The 2012 season focused on the Canadian North and brought the Snowbirds to the Arctic Sea for a performance, said Lt.-Col. Maryse Carmichael, the squadron’s commanding officer.
“Basically, we hit every ocean in North America,” elaborated Maj. Wayne Mott, the Snowbirds’s team lead.
The pilots, technicians and officers were happy to be home, Lt.-Col. Carmichael said.
“When you do as many as over 60 shows in six months, to have all the airplanes at home is a real thrill for us,” she said.
This show was the last for a handful of pilots, technicians and officers, as they will now be rotating out after putting in two years of service with the squadron.
According to Capt. Edelson, each individual squadron member typically serves for a maximum of two years before moving on.
“There’s a reason we only get two years, and that’s typically because of the demand on the families,” he said. “They don’t want to keep pilots for any longer than that, even though they’re good pilots and even though they’re really starting to truly feel totally comfortable.”
“Some of the guys, I’m sure, would love to fly a third or fourth year as well, because it is a lot of fun to travel the country and live that lifestyle,” he said.

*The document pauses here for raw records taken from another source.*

//! Download naming for the held result.

/// MIME type of the downloaded brief.
pub const DOWNLOAD_MIME: &str = "text/plain; charset=utf-8";

/// `sales_insight_<product_name>.txt`, with the product name kept as typed.
pub fn download_file_name(product_name: &str) -> String {
    format!("sales_insight_{product_name}.txt")
}

/// `Content-Disposition` value for the download.
///
/// `filename` carries an ASCII-only fallback (quotes, backslashes, path
/// separators, control and non-ASCII chars replaced with `_`); `filename*`
/// carries the exact UTF-8 name, percent-encoded per RFC 5987.
pub fn content_disposition(product_name: &str) -> String {
    let name = download_file_name(product_name);
    let fallback: String = name
        .chars()
        .map(|c| match c {
            '"' | '\\' | '/' => '_',
            c if c.is_ascii_control() || !c.is_ascii() => '_',
            c => c,
        })
        .collect();

    format!(
        "attachment; filename=\"{fallback}\"; filename*=UTF-8''{}",
        percent_encode(&name)
    )
}

fn percent_encode(value: &str) -> String {
    let mut out = String::with_capacity(value.len());
    for byte in value.bytes() {
        match byte {
            b'A'..=b'Z' | b'a'..=b'z' | b'0'..=b'9' | b'-' | b'.' | b'_' | b'~' => {
                out.push(byte as char)
            }
            _ => out.push_str(&format!("%{byte:02X}")),
        }
    }
    out
}

#[cfg(test)]
mod tests {
    use super::*;

    #[test]
    fn test_download_file_name() {
        assert_eq!(
            download_file_name("Acme Widget"),
            "sales_insight_Acme Widget.txt"
        );
        assert_eq!(download_file_name(""), "sales_insight_.txt");
    }

    #[test]
    fn test_content_disposition_plain_name() {
        assert_eq!(
            content_disposition("Acme"),
            "attachment; filename=\"sales_insight_Acme.txt\"; filename*=UTF-8''sales_insight_Acme.txt"
        );
    }

    #[test]
    fn test_content_disposition_escapes_unsafe_chars() {
        let value = content_disposition("a\"b/c\nd");
        assert!(value.starts_with("attachment; filename=\"sales_insight_a_b_c_d.txt\";"));
        assert!(value.ends_with("sales_insight_a%22b%2Fc%0Ad.txt"));
    }

    #[test]
    fn test_content_disposition_non_ascii() {
        let value = content_disposition("Café");
        assert!(value.contains("filename=\"sales_insight_Caf_.txt\""));
        assert!(value.contains("filename*=UTF-8''sales_insight_Caf%C3%A9.txt"));
    }
}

“It’s a great job. There’s very few people in the world that are allowed to do it and I’m very privileged to be one of them,” Maj. Mott, who is remaining with the Snowbirds next season, agreed.
To the outgoing squadron members, Lt.-Col. Carmichael said, “They can be proud of what they’ve accomplished... I think that they represented the Canadian forces very well, and I think for a lot of them it was a dream come true.”
For pilots, officers and technicians joining the squadron in the 2013 season, she said, “now the real work begins.”